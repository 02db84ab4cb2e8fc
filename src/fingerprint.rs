//! Rolling header/body/tail fingerprint of the indexed content.
//!
//! Three digests are maintained per file:
//!
//! - `full_digest`: streaming digest over every byte committed so far;
//! - `header_digest`: digest of the first blocks, up to the first block that
//!   carries the total past [`INDEXING_BLOCK_SIZE`];
//! - `tail_digest`: digest of a sliding window of recent blocks, bounded at
//!   `2 * INDEXING_BLOCK_SIZE` retained bytes.
//!
//! Header and tail digests are recomputed from retained raw bytes on every
//! update rather than maintained by rolling subtraction; the retained window
//! is at most 3 MiB, so the recompute cost per block is a bounded constant.
//! The retained blocks own their bytes outright: their lifetime is
//! independent of any read buffer upstream.

use std::collections::VecDeque;

use crate::digest::{Digest, FileDigest};
use crate::types::INDEXING_BLOCK_SIZE;

/// Copyable fingerprint snapshot handed to the change detector.
///
/// A default-constructed value (digests zero, sizes zero) represents "nothing
/// indexed" and will never compare equal to a digest of on-disk bytes, so an
/// empty index is always classified as needing a full re-index.
#[derive(Clone, Copy, Debug, Default, PartialEq, Eq)]
pub struct IndexedHash {
    /// Total bytes covered by `full_digest`.
    pub size: u64,
    pub full_digest: Digest,
    /// Bytes covered by `header_digest`; stops growing once it reaches
    /// `INDEXING_BLOCK_SIZE`.
    pub header_size: u64,
    pub header_digest: Digest,
    /// File offset of the first retained tail byte.
    pub tail_offset: u64,
    /// Bytes covered by `tail_digest`, at most `2 * INDEXING_BLOCK_SIZE`.
    pub tail_size: u64,
    pub tail_digest: Digest,
}

/// Streaming fingerprint builder: the full-digest state plus the retained
/// header and tail blocks.
#[derive(Clone, Debug, Default)]
pub struct RollingFingerprint {
    builder: FileDigest,
    header_blocks: Vec<Vec<u8>>,
    /// (offset in file, block bytes) pairs, oldest first.
    tail_blocks: VecDeque<(u64, Vec<u8>)>,
    hash: IndexedHash,
}

impl RollingFingerprint {
    pub fn new() -> Self {
        Self::default()
    }

    /// Current fingerprint snapshot.
    pub fn hash(&self) -> IndexedHash {
        self.hash
    }

    pub fn indexed_size(&self) -> u64 {
        self.hash.size
    }

    /// Drops all state, returning to the "nothing indexed" fingerprint.
    pub fn clear(&mut self) {
        self.builder.reset();
        self.header_blocks.clear();
        self.tail_blocks.clear();
        self.hash = IndexedHash::default();
    }

    /// Folds one non-empty committed block into the fingerprint.
    pub fn add_block(&mut self, block: &[u8]) {
        debug_assert!(!block.is_empty(), "empty blocks never reach the fingerprint");
        debug_assert!(block.len() <= INDEXING_BLOCK_SIZE);

        self.builder.update(block);
        self.hash.full_digest = self.builder.digest();

        if self.hash.header_size < INDEXING_BLOCK_SIZE as u64 {
            self.header_blocks.push(block.to_vec());

            let mut header_digest = FileDigest::new();
            for header_block in &self.header_blocks {
                header_digest.update(header_block);
            }
            self.hash.header_digest = header_digest.digest();
            self.hash.header_size += block.len() as u64;
        }

        self.tail_blocks.push_back((self.hash.size, block.to_vec()));
        let mut retained: u64 = self.tail_blocks.iter().map(|(_, b)| b.len() as u64).sum();
        while retained > 2 * INDEXING_BLOCK_SIZE as u64 {
            let (_, dropped) = self
                .tail_blocks
                .pop_front()
                .expect("retained > 0 implies a block to drop");
            retained -= dropped.len() as u64;
        }

        let mut tail_digest = FileDigest::new();
        self.hash.tail_size = 0;
        for (_, tail_block) in &self.tail_blocks {
            tail_digest.update(tail_block);
            self.hash.tail_size += tail_block.len() as u64;
        }
        self.hash.tail_offset = self
            .tail_blocks
            .front()
            .map(|(offset, _)| *offset)
            .unwrap_or(0);
        self.hash.tail_digest = tail_digest.digest();

        self.hash.size += block.len() as u64;
    }
}

#[cfg(test)]
mod tests {
    use super::*;

    const BLOCK: usize = INDEXING_BLOCK_SIZE;

    fn filled(byte: u8, len: usize) -> Vec<u8> {
        vec![byte; len]
    }

    #[test]
    fn small_file_header_tail_and_full_agree() {
        let mut fp = RollingFingerprint::new();
        fp.add_block(b"hello world");

        let hash = fp.hash();
        assert_eq!(hash.size, 11);
        assert_eq!(hash.header_size, 11);
        assert_eq!(hash.tail_size, 11);
        assert_eq!(hash.tail_offset, 0);
        assert_eq!(hash.full_digest, FileDigest::of(b"hello world"));
        assert_eq!(hash.header_digest, hash.full_digest);
        assert_eq!(hash.tail_digest, hash.full_digest);
    }

    #[test]
    fn full_digest_matches_streaming_over_all_blocks() {
        let mut fp = RollingFingerprint::new();
        let a = filled(b'a', BLOCK);
        let b = filled(b'b', BLOCK);
        fp.add_block(&a);
        fp.add_block(&b);

        let mut reference = FileDigest::new();
        reference.update(&a);
        reference.update(&b);
        assert_eq!(fp.hash().full_digest, reference.digest());
        assert_eq!(fp.hash().size, 2 * BLOCK as u64);
    }

    #[test]
    fn header_stops_growing_at_block_size() {
        let mut fp = RollingFingerprint::new();
        fp.add_block(&filled(b'a', BLOCK));
        let after_first = fp.hash();
        assert_eq!(after_first.header_size, BLOCK as u64);

        fp.add_block(&filled(b'b', BLOCK));
        let after_second = fp.hash();
        assert_eq!(after_second.header_size, BLOCK as u64);
        assert_eq!(after_second.header_digest, after_first.header_digest);
    }

    #[test]
    fn short_first_block_keeps_header_open_past_the_bound() {
        // header_size was still below the bound when the second block was
        // added, so that block is included even though the total passes 1 MiB.
        let mut fp = RollingFingerprint::new();
        fp.add_block(&filled(b'a', BLOCK / 2));
        fp.add_block(&filled(b'b', BLOCK));

        let hash = fp.hash();
        assert_eq!(hash.header_size, (BLOCK + BLOCK / 2) as u64);

        fp.add_block(&filled(b'c', BLOCK));
        assert_eq!(fp.hash().header_size, (BLOCK + BLOCK / 2) as u64);
    }

    #[test]
    fn tail_window_slides_and_stays_bounded() {
        let mut fp = RollingFingerprint::new();
        for i in 0..4u8 {
            fp.add_block(&filled(b'a' + i, BLOCK));
        }

        let hash = fp.hash();
        assert_eq!(hash.size, 4 * BLOCK as u64);
        assert!(hash.tail_size <= 2 * BLOCK as u64);
        // Blocks 2 and 3 are retained; the window starts where block 2 began.
        assert_eq!(hash.tail_offset, 2 * BLOCK as u64);

        let mut reference = FileDigest::new();
        reference.update(&filled(b'c', BLOCK));
        reference.update(&filled(b'd', BLOCK));
        assert_eq!(hash.tail_digest, reference.digest());
    }

    #[test]
    fn tail_bound_holds_for_mixed_block_sizes() {
        let mut fp = RollingFingerprint::new();
        fp.add_block(&filled(b'a', 16));
        fp.add_block(&filled(b'b', BLOCK));
        fp.add_block(&filled(b'c', BLOCK));
        fp.add_block(&filled(b'd', BLOCK));

        assert!(fp.hash().tail_size <= 2 * BLOCK as u64);
    }

    #[test]
    fn tail_offset_plus_size_never_exceeds_size() {
        let mut fp = RollingFingerprint::new();
        for len in [100usize, BLOCK, 3, BLOCK, BLOCK / 3] {
            fp.add_block(&filled(b'x', len));
            let hash = fp.hash();
            assert!(hash.tail_offset + hash.tail_size <= hash.size);
            assert!(hash.header_size <= BLOCK as u64);
        }
    }

    #[test]
    fn clear_resets_to_default() {
        let mut fp = RollingFingerprint::new();
        fp.add_block(b"data");
        fp.clear();

        assert_eq!(fp.hash(), IndexedHash::default());

        // Re-adding the same content reproduces the same fingerprint.
        fp.add_block(b"data");
        assert_eq!(fp.hash().full_digest, FileDigest::of(b"data"));
    }
}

● ● ● ● ● ● ●

> [TASK TO COMPLETE] Going line by line through the data, tally each one that includes the string "IndexedHash", and answer with the tally only.

> [OUTPUT OF THE EXERCISE] 5